**WORK TO BE COMPLETED:** Return every line from the records below that has the word "LinePrompt".

**INPUT:**

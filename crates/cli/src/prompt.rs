//! Line sources for the menu.

use std::io::{self, BufRead, IsTerminal, Write};

use anyhow::Result;
use dialoguer::Input;

/// Something that can ask a question and return one line of input.
pub trait Prompt {
    /// Show `prompt` and read one line. `None` means end of input.
    fn read_line(&mut self, prompt: &str) -> Result<Option<String>>;
}

/// Interactive prompt backed by `dialoguer`.
#[derive(Debug, Default)]
pub struct TermPrompt;

impl Prompt for TermPrompt {
    fn read_line(&mut self, prompt: &str) -> Result<Option<String>> {
        let answer = Input::<String>::new().with_prompt(prompt).allow_empty(true).interact_text();

        match answer {
            Ok(line) => Ok(Some(line)),
            Err(dialoguer::Error::IO(e)) if e.kind() == io::ErrorKind::UnexpectedEof => Ok(None),
            Err(e) => Err(e.into()),
        }
    }
}

/// Plain line reader, for piped input and tests.
pub struct LinePrompt<R, W> {
    input: R,
    echo: W,
}

impl<R: BufRead, W: Write> LinePrompt<R, W> {
    pub fn new(input: R, echo: W) -> Self {
        Self { input, echo }
    }
}

impl<R: BufRead, W: Write> Prompt for LinePrompt<R, W> {
    fn read_line(&mut self, prompt: &str) -> Result<Option<String>> {
        write!(self.echo, "{prompt}: ")?;
        self.echo.flush()?;

        let mut line = String::new();
        if self.input.read_line(&mut line)? == 0 {
            return Ok(None);
        }
        Ok(Some(line.trim_end_matches(['\r', '\n']).to_string()))
    }
}

/// Pick the dialoguer prompt on a terminal, a plain stdin reader otherwise.
pub fn detect() -> Box<dyn Prompt> {
    if io::stdin().is_terminal() && console::user_attended() {
        Box::new(TermPrompt)
    } else {
        Box::new(LinePrompt::new(io::stdin().lock(), io::stdout()))
    }
}

#[cfg(test)]
mod tests {
    use super::*;
    use std::io::Cursor;

    #[test]
    fn test_line_prompt_reads_lines_then_eof() {
        let mut echo = Vec::new();
        let mut prompt = LinePrompt::new(Cursor::new("michigan\r\n2\n"), &mut echo);

        assert_eq!(prompt.read_line("Region").unwrap().as_deref(), Some("michigan"));
        assert_eq!(prompt.read_line("Site").unwrap().as_deref(), Some("2"));
        assert_eq!(prompt.read_line("Site").unwrap(), None);

        assert_eq!(String::from_utf8(echo).unwrap(), "Region: Site: Site: ");
    }

    #[test]
    fn test_line_prompt_keeps_blank_line() {
        let mut prompt = LinePrompt::new(Cursor::new("\n"), io::sink());
        assert_eq!(prompt.read_line("Region").unwrap().as_deref(), Some(""));
    }
}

**RESULT:**
pub struct LinePrompt<R, W> {
impl<R: BufRead, W: Write> LinePrompt<R, W> {
impl<R: BufRead, W: Write> Prompt for LinePrompt<R, W> {
        Box::new(LinePrompt::new(io::stdin().lock(), io::stdout()))
        let mut prompt = LinePrompt::new(Cursor::new("michigan\r\n2\n"), &mut echo);
        let mut prompt = LinePrompt::new(Cursor::new("\n"), io::sink());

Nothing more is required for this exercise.